The E3 CR1-gamma gene in human adenoviruses associated with epidemic keratoconjunctivitis

Abstract

Human adenovirus species D type 37 (HAdV-D37) is an important etiologic agent of epidemic keratoconjunctivitis. Annotation of the whole genome revealed an open reading frame (ORF) in the E3 transcription unit predicted to encode a 31.6 kDa protein. This ORF, also known as CR1-γ, is predicted to be an integral membrane protein containing N-terminal signal sequence, luminal, transmembrane, and cytoplasmic domains. HAdV-D19 (C), another viral pathogen causing epidemic keratoconjunctivitis, contains an ORF 100% identical to its HAdV-D37 homologue but only 66% identical to other HAdV-D homologues. Kinetics of RNA expression and confirmation of splicing to the adenovirus tripartite leader sequence suggest a role for the protein product of CR1-γ in the late stages of the viral replication cycle. Confocal microscopy is consistent with expression in the cytoplasm. Sequence analysis reveals a hypervariable luminal domain and a conserved cytoplasmic domain. The luminal domain is predicted to contain multiple N-glycosylation sites. The cytoplasmic domain contains a putative protein kinase C phosphorylation site and potential YXXϕ and dileucine (LL) motifs suggesting a potential role in modification of host proteins.

Introduction

The E3 transcription unit of human adenoviruses (HAdVs) encodes several proteins that have been shown to modulate the host immune response. Three open reading frames (ORFs), RID-α, RID-β, and 14.7K, are conserved across every species of HAdV. Gene products of these ORFs block apoptosis by down-regulation of FAS, TRAIL 1, and TRAIL 2 receptors and blockade of TNF-α (Benedict et al., 2001, Hilgendorf et al., 2003). Another ORF within the E3 region encodes glycoprotein (gp)19K, known to block presentation of MHC class I molecules on the cell surface (Burgert et al., 1987, Deryckere and Burgert, 1996, Feuerbach et al., 1994), and has homologues in HAdV-B, -C, -D, and -E. While labeled as an “early” transcription region, transcripts from the E3 family are expressed both early and late during viral infection (Bhat and Wold, 1986, Chow and Broker, 1978, Chow et al., 1977, Chow et al., 1979, Chow et al., 1980). However, proteins encoded in this region do not appear to be required for viral replication (Wold and Gooding, 1991).

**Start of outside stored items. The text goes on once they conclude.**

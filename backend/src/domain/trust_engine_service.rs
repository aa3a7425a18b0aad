//! Trust engine service implementing [`TrustCommand`] and [`TrustQuery`].
//!
//! Write paths persist the triggering fact first and then run the shared
//! recompute step, so cached scores are always a function of stored history.

use std::sync::Arc;

use async_trait::async_trait;
use chrono::{DateTime, Utc};
use mockable::Clock;
use tracing::{info, warn};

use crate::domain::feedback::normalize_comment;
use crate::domain::ports::{
    CommunityRepository, ContributorRebuild, ContributorRepository, FeedbackRepository,
    FeedbackRepositoryError, FollowUpScheduler, RebuildSummary, RecordFeedbackRequest,
    RegisterContributorRequest, SubmitSuggestionRequest, SuggestionRebuild, SuggestionRepository,
    TrustCommand, TrustQuery, UpdatedScores,
};
use crate::domain::ranking;
use crate::domain::suggestion::normalize_disease_name;
use crate::domain::{
    Contributor, ContributorStanding, Feedback, FeedbackId, FollowUpKey, FollowUpPolicy,
    FollowUpPrompt, Pagination, PostFilter, PostPage, PostSort, RankedSuggestion, Rating,
    ScoreRecomputer, StaleScore, Suggestion, SuggestionId, TrustEngineError, UserId, UserRole,
};

#[derive(Debug, Clone, Copy, PartialEq, Eq)]
enum Inserted {
    New,
    Duplicate,
}

/// Driven ports the trust engine reads and writes.
#[derive(Clone)]
pub struct TrustEnginePorts {
    pub suggestions: Arc<dyn SuggestionRepository>,
    pub feedback: Arc<dyn FeedbackRepository>,
    pub contributors: Arc<dyn ContributorRepository>,
    pub community: Arc<dyn CommunityRepository>,
    pub follow_ups: Arc<dyn FollowUpScheduler>,
}

/// Trust engine service.
#[derive(Clone)]
pub struct TrustEngineService {
    ports: TrustEnginePorts,
    recomputer: ScoreRecomputer,
    follow_up_policy: FollowUpPolicy,
    clock: Arc<dyn Clock>,
}

impl TrustEngineService {
    pub fn new(
        ports: TrustEnginePorts,
        recomputer: ScoreRecomputer,
        follow_up_policy: FollowUpPolicy,
        clock: Arc<dyn Clock>,
    ) -> Self {
        Self {
            ports,
            recomputer,
            follow_up_policy,
            clock,
        }
    }

    async fn require_contributor(&self, user_id: &UserId) -> Result<Contributor, TrustEngineError> {
        self.ports
            .contributors
            .find_by_id(user_id)
            .await?
            .ok_or(TrustEngineError::UserNotFound { user_id: *user_id })
    }

    async fn require_suggestion(
        &self,
        suggestion_id: &SuggestionId,
    ) -> Result<Suggestion, TrustEngineError> {
        self.ports
            .suggestions
            .find_by_id(suggestion_id)
            .await?
            .ok_or(TrustEngineError::SuggestionNotFound {
                suggestion_id: *suggestion_id,
            })
    }

    fn validate_request(
        request: &RecordFeedbackRequest,
    ) -> Result<(Rating, Option<String>), TrustEngineError> {
        let rating =
            Rating::try_from_f64(request.score).map_err(|err| TrustEngineError::InvalidScore {
                message: err.to_string(),
            })?;
        let comment = normalize_comment(request.comment.as_deref())
            .map_err(|err| TrustEngineError::invalid_input("comment", err))?;
        Ok((rating, comment))
    }

    /// Append the feedback row, or report the pair as a duplicate.
    async fn insert_feedback(&self, feedback: &Feedback) -> Result<Inserted, TrustEngineError> {
        if self
            .ports
            .feedback
            .exists(&feedback.rater_id, &feedback.suggestion_id)
            .await?
        {
            return Ok(Inserted::Duplicate);
        }
        match self.ports.feedback.insert(feedback).await {
            Ok(()) => Ok(Inserted::New),
            // A concurrent submission won the race past the precondition.
            Err(FeedbackRepositoryError::Duplicate { .. }) => Ok(Inserted::Duplicate),
            Err(err) => Err(err.into()),
        }
    }

    /// Refresh the suggestion and its author from history.
    ///
    /// Both refreshes run even when the first fails, so one contended entity
    /// never leaves the other stale.
    async fn settle_feedback(
        &self,
        suggestion_id: SuggestionId,
        author_id: UserId,
    ) -> Result<(Suggestion, Contributor), TrustEngineError> {
        let suggestion = self.recomputer.recompute_suggestion(&suggestion_id).await;
        let author = self.recomputer.recompute_contributor(&author_id).await;
        match (suggestion, author) {
            (Ok(suggestion), Ok(author)) => Ok((suggestion.suggestion, author.contributor)),
            (suggestion, author) => {
                let pending = TrustEngineError::recompute_pending([
                    (StaleScore::suggestion(suggestion_id), suggestion.err()),
                    (StaleScore::contributor(author_id), author.err()),
                ]);
                Err(pending
                    .unwrap_or_else(|| TrustEngineError::storage("score refresh incomplete")))
            }
        }
    }

    async fn schedule_follow_up(&self, prompt: FollowUpPrompt) -> Option<DateTime<Utc>> {
        match self.ports.follow_ups.schedule(&prompt).await {
            Ok(()) => Some(prompt.key.scheduled_for),
            Err(err) => {
                warn!(
                    user_id = %prompt.key.user_id,
                    suggestion_id = %prompt.key.suggestion_id,
                    error = %err,
                    "failed to schedule follow-up prompt"
                );
                None
            }
        }
    }
}

#[async_trait]
impl TrustCommand for TrustEngineService {
    async fn register_contributor(
        &self,
        request: RegisterContributorRequest,
    ) -> Result<Contributor, TrustEngineError> {
        let contributor = Contributor::register(
            UserId::random(),
            &request.display_name,
            request.role,
            self.clock.utc(),
        )
        .map_err(|err| TrustEngineError::invalid_input("displayName", err))?;
        self.ports.contributors.insert(&contributor).await?;
        info!(user_id = %contributor.id, role = %contributor.role, "contributor registered");
        Ok(contributor)
    }

    async fn submit_suggestion(
        &self,
        request: SubmitSuggestionRequest,
    ) -> Result<Suggestion, TrustEngineError> {
        let suggestion = Suggestion::draft(
            SuggestionId::random(),
            request.author_id,
            &request.disease_name,
            &request.text,
            request.details.as_deref(),
            self.clock.utc(),
        )
        .map_err(|err| TrustEngineError::invalid_input("suggestion", err))?;
        self.require_contributor(&request.author_id).await?;
        self.ports.suggestions.insert(&suggestion).await?;
        info!(
            suggestion_id = %suggestion.id,
            author_id = %suggestion.author_id,
            disease = %suggestion.disease_name,
            "suggestion submitted"
        );
        Ok(suggestion)
    }

    async fn record_feedback(
        &self,
        request: RecordFeedbackRequest,
    ) -> Result<UpdatedScores, TrustEngineError> {
        let (rating, comment) = Self::validate_request(&request)?;
        self.require_contributor(&request.rater_id).await?;
        let suggestion = self.require_suggestion(&request.suggestion_id).await?;

        let now = self.clock.utc();
        let feedback = Feedback {
            id: FeedbackId::random(),
            rater_id: request.rater_id,
            suggestion_id: suggestion.id,
            target_user_id: suggestion.author_id,
            rating,
            comment,
            context_id: request.context_id,
            created_at: now,
        };
        if self.insert_feedback(&feedback).await? == Inserted::Duplicate {
            // A repeat may follow a call whose refresh failed after the row
            // committed; settle before reporting the duplicate.
            self.settle_feedback(suggestion.id, suggestion.author_id).await?;
            return Err(TrustEngineError::DuplicateFeedback {
                rater_id: feedback.rater_id,
                suggestion_id: feedback.suggestion_id,
            });
        }
        info!(
            feedback_id = %feedback.id,
            rater_id = %feedback.rater_id,
            suggestion_id = %feedback.suggestion_id,
            rating = rating.value(),
            "feedback recorded"
        );

        let settled = self
            .settle_feedback(feedback.suggestion_id, feedback.target_user_id)
            .await;

        // The prompt belongs to the committed feedback, refreshed or not.
        let prompt = self.follow_up_policy.prompt_for(
            feedback.rater_id,
            feedback.suggestion_id,
            feedback.context_id,
            now,
        );
        let follow_up_scheduled_for = self.schedule_follow_up(prompt).await;
        let (suggestion, author) = settled?;

        Ok(UpdatedScores {
            feedback,
            suggestion,
            author,
            follow_up_scheduled_for,
        })
    }

    async fn rebuild_suggestion(
        &self,
        suggestion_id: SuggestionId,
    ) -> Result<SuggestionRebuild, TrustEngineError> {
        let outcome = self.recomputer.recompute_suggestion(&suggestion_id).await?;
        Ok(SuggestionRebuild {
            suggestion_id,
            previous: outcome.previous,
            rebuilt: outcome.suggestion.cached_scores(),
        })
    }

    async fn rebuild_contributor(
        &self,
        user_id: UserId,
    ) -> Result<ContributorRebuild, TrustEngineError> {
        let outcome = self.recomputer.recompute_contributor(&user_id).await?;
        Ok(ContributorRebuild {
            user_id,
            previous: outcome.previous,
            rebuilt: outcome.contributor.trust_score,
        })
    }

    async fn rebuild_all(&self) -> Result<RebuildSummary, TrustEngineError> {
        let mut summary = RebuildSummary::default();
        for suggestion_id in self.ports.suggestions.list_ids().await? {
            let rebuild = self.rebuild_suggestion(suggestion_id).await?;
            summary.suggestions += 1;
            if rebuild.drifted() {
                warn!(
                    %suggestion_id,
                    cached = rebuild.previous.usefulness_score.value(),
                    rebuilt = rebuild.rebuilt.usefulness_score.value(),
                    "cached suggestion aggregate drifted from history"
                );
                summary.suggestions_drifted += 1;
            }
        }
        for user_id in self.ports.contributors.list_ids().await? {
            let rebuild = self.rebuild_contributor(user_id).await?;
            summary.contributors += 1;
            if rebuild.drifted() {
                warn!(
                    %user_id,
                    cached = rebuild.previous.value(),
                    rebuilt = rebuild.rebuilt.value(),
                    "cached trust score drifted from history"
                );
                summary.contributors_drifted += 1;
            }
        }
        info!(
            suggestions = summary.suggestions,
            suggestions_drifted = summary.suggestions_drifted,
            contributors = summary.contributors,
            contributors_drifted = summary.contributors_drifted,
            "score rebuild finished"
        );
        Ok(summary)
    }

    async fn cancel_follow_up(&self, key: FollowUpKey) -> Result<bool, TrustEngineError> {
        let cancelled = self.ports.follow_ups.cancel(&key).await?;
        if cancelled {
            info!(
                user_id = %key.user_id,
                suggestion_id = %key.suggestion_id,
                scheduled_for = %key.scheduled_for,
                "follow-up prompt cancelled"
            );
        }
        Ok(cancelled)
    }
}

#[async_trait]
impl TrustQuery for TrustEngineService {
    async fn rank_suggestions(
        &self,
        disease_name: String,
        limit: Option<usize>,
    ) -> Result<Vec<RankedSuggestion>, TrustEngineError> {
        let disease_name = normalize_disease_name(&disease_name)
            .map_err(|err| TrustEngineError::invalid_input("diseaseName", err))?;
        let candidates = self
            .ports
            .suggestions
            .list_for_disease(&disease_name)
            .await?;
        Ok(ranking::rank_suggestions(candidates, limit))
    }

    async fn rank_contributors(
        &self,
        role: UserRole,
    ) -> Result<Vec<ContributorStanding>, TrustEngineError> {
        let standings = self.ports.contributors.list_standings(role).await?;
        Ok(ranking::rank_contributors(standings))
    }

    async fn rank_posts(
        &self,
        filter: PostFilter,
        sort: PostSort,
        pagination: Pagination,
    ) -> Result<PostPage, TrustEngineError> {
        let posts = self.ports.community.list_posts(&filter).await?;
        Ok(ranking::rank_posts(posts, &filter, sort, pagination))
    }

    async fn due_follow_ups(
        &self,
        as_of: Option<DateTime<Utc>>,
    ) -> Result<Vec<FollowUpPrompt>, TrustEngineError> {
        let as_of = as_of.unwrap_or_else(|| self.clock.utc());
        Ok(self.ports.follow_ups.due(as_of).await?)
    }

    async fn require_admin(&self, user_id: UserId) -> Result<Contributor, TrustEngineError> {
        match self.ports.contributors.find_by_id(&user_id).await? {
            Some(contributor) if contributor.role == UserRole::Admin => Ok(contributor),
            _ => Err(TrustEngineError::forbidden("admin privileges required")),
        }
    }
}

#[cfg(test)]
#[path = "trust_engine_service_tests.rs"]
mod tests;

While several proteins within the adenovirus genome have been extensively studied, many of the genes located within the E3 region remain poorly characterized. The role of those few E3 proteins with known function were determined mainly in HAdV-C. The E3 transcription unit, though, represents an area of major divergence between HAdV-D and other HAdV species (Burgert and Blusch, 2000, Robinson et al., 2008, Robinson et al., 2009b). The number of potential genes within the E3 region also differs among HAdV species. For HAdV-Ds, E3 is predicted to encode 8 ORFs encompassing approximately 5000 bps. Four of those genes have no known function.

HAdV-D19 and HAdV-D37, along with types D8, D53, D54, and D56 are all etiological agents of epidemic keratoconjunctivitis (EKC), a common and highly communicable eye infection. HAdV-D19 and HAdV-D37 are also isolated from the genitourinary tract (de Jong et al., 1981, Phillips et al., 1982, Swenson et al., 1995). Recently our lab has sequenced the complete genome of HAdV-D37, and of a clinical isolate of HAdV-D19 (strain C) causing EKC, termed HAdV-D19 (C) (Robinson et al., 2008, Robinson et al., 2009b). During annotation of these genomes we identified a putative ORF located between the CR1-β (also known as 49K) and RID-α predicted to encode a protein of 31.6 kDa in size. This gene has been previously identified as 31.6K or CR1-γ (Burgert and Blusch, 2000, Davison et al., 2003). Here we describe analysis of the CR1-γ gene from HAdV-D37 and contrast it with homologues from other HAdV-D genomes. Analysis of RNA expression kinetics reveals that the gene is expressed from the tripartite leader sequence, suggesting a function in the late stages of the viral replication cycle. In silico analysis suggests an integral membrane protein that is highly glycosylated, similar to other E3 proteins. We also show diversity between homologues of the gene within HAdV-D, suggesting that immune pressure may have driven the evolution of this gene.